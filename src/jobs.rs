use chrono::{DateTime, Utc};
use rand::Rng;
use serde::{Deserialize, Serialize};
use uuid::Uuid;

use crate::cache::SharedConnection;
use crate::identifier::{Channel, Identifier};

pub const TYPE_EMAIL_OTP: &str = "email:send_otp";
pub const TYPE_SMS_OTP: &str = "sms:send_otp";
pub const DEAD_LETTER_KEY: &str = "queue:dead";

/**
 * Named queues and their share of the worker's attention
 */
#[derive(Clone, Copy, Debug, PartialEq, Eq, Serialize, Deserialize)]
#[serde(rename_all = "lowercase")]
pub enum Queue {
    Critical,
    Default,
    Low,
}

impl Queue {
    pub const ALL: [Queue; 3] = [Queue::Critical, Queue::Default, Queue::Low];

    pub fn weight(self) -> u32 {
        match self {
            Queue::Critical => 6,
            Queue::Default => 3,
            Queue::Low => 1,
        }
    }

    pub fn key(self) -> &'static str {
        match self {
            Queue::Critical => "queue:critical",
            Queue::Default => "queue:default",
            Queue::Low => "queue:low",
        }
    }
}

#[derive(Clone, Debug, PartialEq, Eq, Serialize, Deserialize)]
pub struct OtpPayload {
    pub identifier: String,
    pub otp: String,
}

/**
 * A unit of work as it sits in redis
 */
#[derive(Clone, Debug, Serialize, Deserialize)]
pub struct Task {
    pub id: Uuid,
    pub kind: String,
    pub queue: Queue,
    pub payload: OtpPayload,
    pub attempts: u32,
    pub enqueued_at: DateTime<Utc>,
}

impl Task {
    pub fn new(kind: &str, payload: OtpPayload) -> Self {
        Task {
            id: Uuid::new_v4(),
            kind: kind.to_string(),
            queue: Queue::Default,
            payload,
            attempts: 0,
            enqueued_at: Utc::now(),
        }
    }

    pub fn email_otp(identifier: &str, otp: &str) -> Self {
        Self::new(
            TYPE_EMAIL_OTP,
            OtpPayload {
                identifier: identifier.to_string(),
                otp: otp.to_string(),
            },
        )
    }

    pub fn sms_otp(identifier: &str, otp: &str) -> Self {
        Self::new(
            TYPE_SMS_OTP,
            OtpPayload {
                identifier: identifier.to_string(),
                otp: otp.to_string(),
            },
        )
    }

    /**
     * The delivery task matching the identifier's channel
     */
    pub fn otp_delivery(identifier: &Identifier, otp: &str) -> Self {
        match identifier.channel() {
            Channel::Email => Self::email_otp(identifier.as_str(), otp),
            Channel::Sms => Self::sms_otp(identifier.as_str(), otp),
        }
    }
}

pub async fn enqueue(redis: &SharedConnection, task: &Task) -> Result<(), redis::RedisError> {
    let key = task.queue.key();
    redis
        .run(|mut conn| async move { push(&mut conn, key, task).await })
        .await
}

pub(crate) async fn push<C>(conn: &mut C, key: &str, task: &Task) -> Result<(), redis::RedisError>
where
    C: redis::aio::ConnectionLike + Send,
{
    let encoded = serde_json::to_string(task).map_err(|err| {
        redis::RedisError::from((
            redis::ErrorKind::TypeError,
            "task serialization failed",
            err.to_string(),
        ))
    })?;
    redis::cmd("LPUSH")
        .arg(key)
        .arg(encoded)
        .query_async::<_, i64>(conn)
        .await?;
    Ok(())
}

/**
 * Order queue keys for one BRPOP
 *
 * The first queue is drawn by weight and the rest follow in priority order, so over many polls a
 * busy `critical` queue gets roughly six times the turns of `low` without starving it.
 */
pub fn weighted_order<R: Rng>(rng: &mut R) -> Vec<&'static str> {
    let total: u32 = Queue::ALL.iter().map(|q| q.weight()).sum();
    let mut pick = rng.gen_range(0..total);
    let mut first = Queue::Critical;
    for queue in Queue::ALL.iter() {
        if pick < queue.weight() {
            first = *queue;
            break;
        }
        pick -= queue.weight();
    }

    let mut order = vec![first.key()];
    order.extend(Queue::ALL.iter().filter(|q| **q != first).map(|q| q.key()));
    order
}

----------------

A verbatim copy of every record is what you should return.

### Exercise result:
filename src/jobs.rs
use chrono::{DateTime, Utc};
use rand::Rng;
use serde::{Deserialize, Serialize};
use uuid::Uuid;

use crate::cache::SharedConnection;
use crate::identifier::{Channel, Identifier};

pub const TYPE_EMAIL_OTP: &str = "email:send_otp";
pub const TYPE_SMS_OTP: &str = "sms:send_otp";
pub const DEAD_LETTER_KEY: &str = "queue:dead";

/**
 * Named queues and their share of the worker's attention
 */
#[derive(Clone, Copy, Debug, PartialEq, Eq, Serialize, Deserialize)]
#[serde(rename_all = "lowercase")]
pub enum Queue {
    Critical,
    Default,
    Low,
}

impl Queue {
    pub const ALL: [Queue; 3] = [Queue::Critical, Queue::Default, Queue::Low];

    pub fn weight(self) -> u32 {
        match self {
            Queue::Critical => 6,
            Queue::Default => 3,
            Queue::Low => 1,
        }
    }

    pub fn key(self) -> &'static str {
        match self {
            Queue::Critical => "queue:critical",
            Queue::Default => "queue:default",
            Queue::Low => "queue:low",
        }
    }
}

#[derive(Clone, Debug, PartialEq, Eq, Serialize, Deserialize)]
pub struct OtpPayload {
    pub identifier: String,
    pub otp: String,
}

/**
 * A unit of work as it sits in redis
 */
#[derive(Clone, Debug, Serialize, Deserialize)]
pub struct Task {
    pub id: Uuid,
    pub kind: String,
    pub queue: Queue,
    pub payload: OtpPayload,
    pub attempts: u32,
    pub enqueued_at: DateTime<Utc>,
}

impl Task {
    pub fn new(kind: &str, payload: OtpPayload) -> Self {
        Task {
            id: Uuid::new_v4(),
            kind: kind.to_string(),
            queue: Queue::Default,
            payload,
            attempts: 0,
            enqueued_at: Utc::now(),
        }
    }

    pub fn email_otp(identifier: &str, otp: &str) -> Self {
        Self::new(
            TYPE_EMAIL_OTP,
            OtpPayload {
                identifier: identifier.to_string(),
                otp: otp.to_string(),
            },
        )
    }

    pub fn sms_otp(identifier: &str, otp: &str) -> Self {
        Self::new(
            TYPE_SMS_OTP,
            OtpPayload {
                identifier: identifier.to_string(),
                otp: otp.to_string(),
            },
        )
    }

    /**
     * The delivery task matching the identifier's channel
     */
    pub fn otp_delivery(identifier: &Identifier, otp: &str) -> Self {
        match identifier.channel() {
            Channel::Email => Self::email_otp(identifier.as_str(), otp),
            Channel::Sms => Self::sms_otp(identifier.as_str(), otp),
        }
    }
}

pub async fn enqueue(redis: &SharedConnection, task: &Task) -> Result<(), redis::RedisError> {
    let key = task.queue.key();
    redis
        .run(|mut conn| async move { push(&mut conn, key, task).await })
        .await
}

pub(crate) async fn push<C>(conn: &mut C, key: &str, task: &Task) -> Result<(), redis::RedisError>
where
    C: redis::aio::ConnectionLike + Send,
{
    let encoded = serde_json::to_string(task).map_err(|err| {
        redis::RedisError::from((
            redis::ErrorKind::TypeError,
            "task serialization failed",
            err.to_string(),
        ))
    })?;
    redis::cmd("LPUSH")
        .arg(key)
        .arg(encoded)
        .query_async::<_, i64>(conn)
        .await?;
    Ok(())
}

/**
 * Order queue keys for one BRPOP
 *
 * The first queue is drawn by weight and the rest follow in priority order, so over many polls a
 * busy `critical` queue gets roughly six times the turns of `low` without starving it.
 */
pub fn weighted_order<R: Rng>(rng: &mut R) -> Vec<&'static str> {
    let total: u32 = Queue::ALL.iter().map(|q| q.weight()).sum();
    let mut pick = rng.gen_range(0..total);
    let mut first = Queue::Critical;
    for queue in Queue::ALL.iter() {
        if pick < queue.weight() {
            first = *queue;
            break;
        }
        pick -= queue.weight();
    }

    let mut order = vec![first.key()];
    order.extend(Queue::ALL.iter().filter(|q| **q != first).map(|q| q.key()));
    order
}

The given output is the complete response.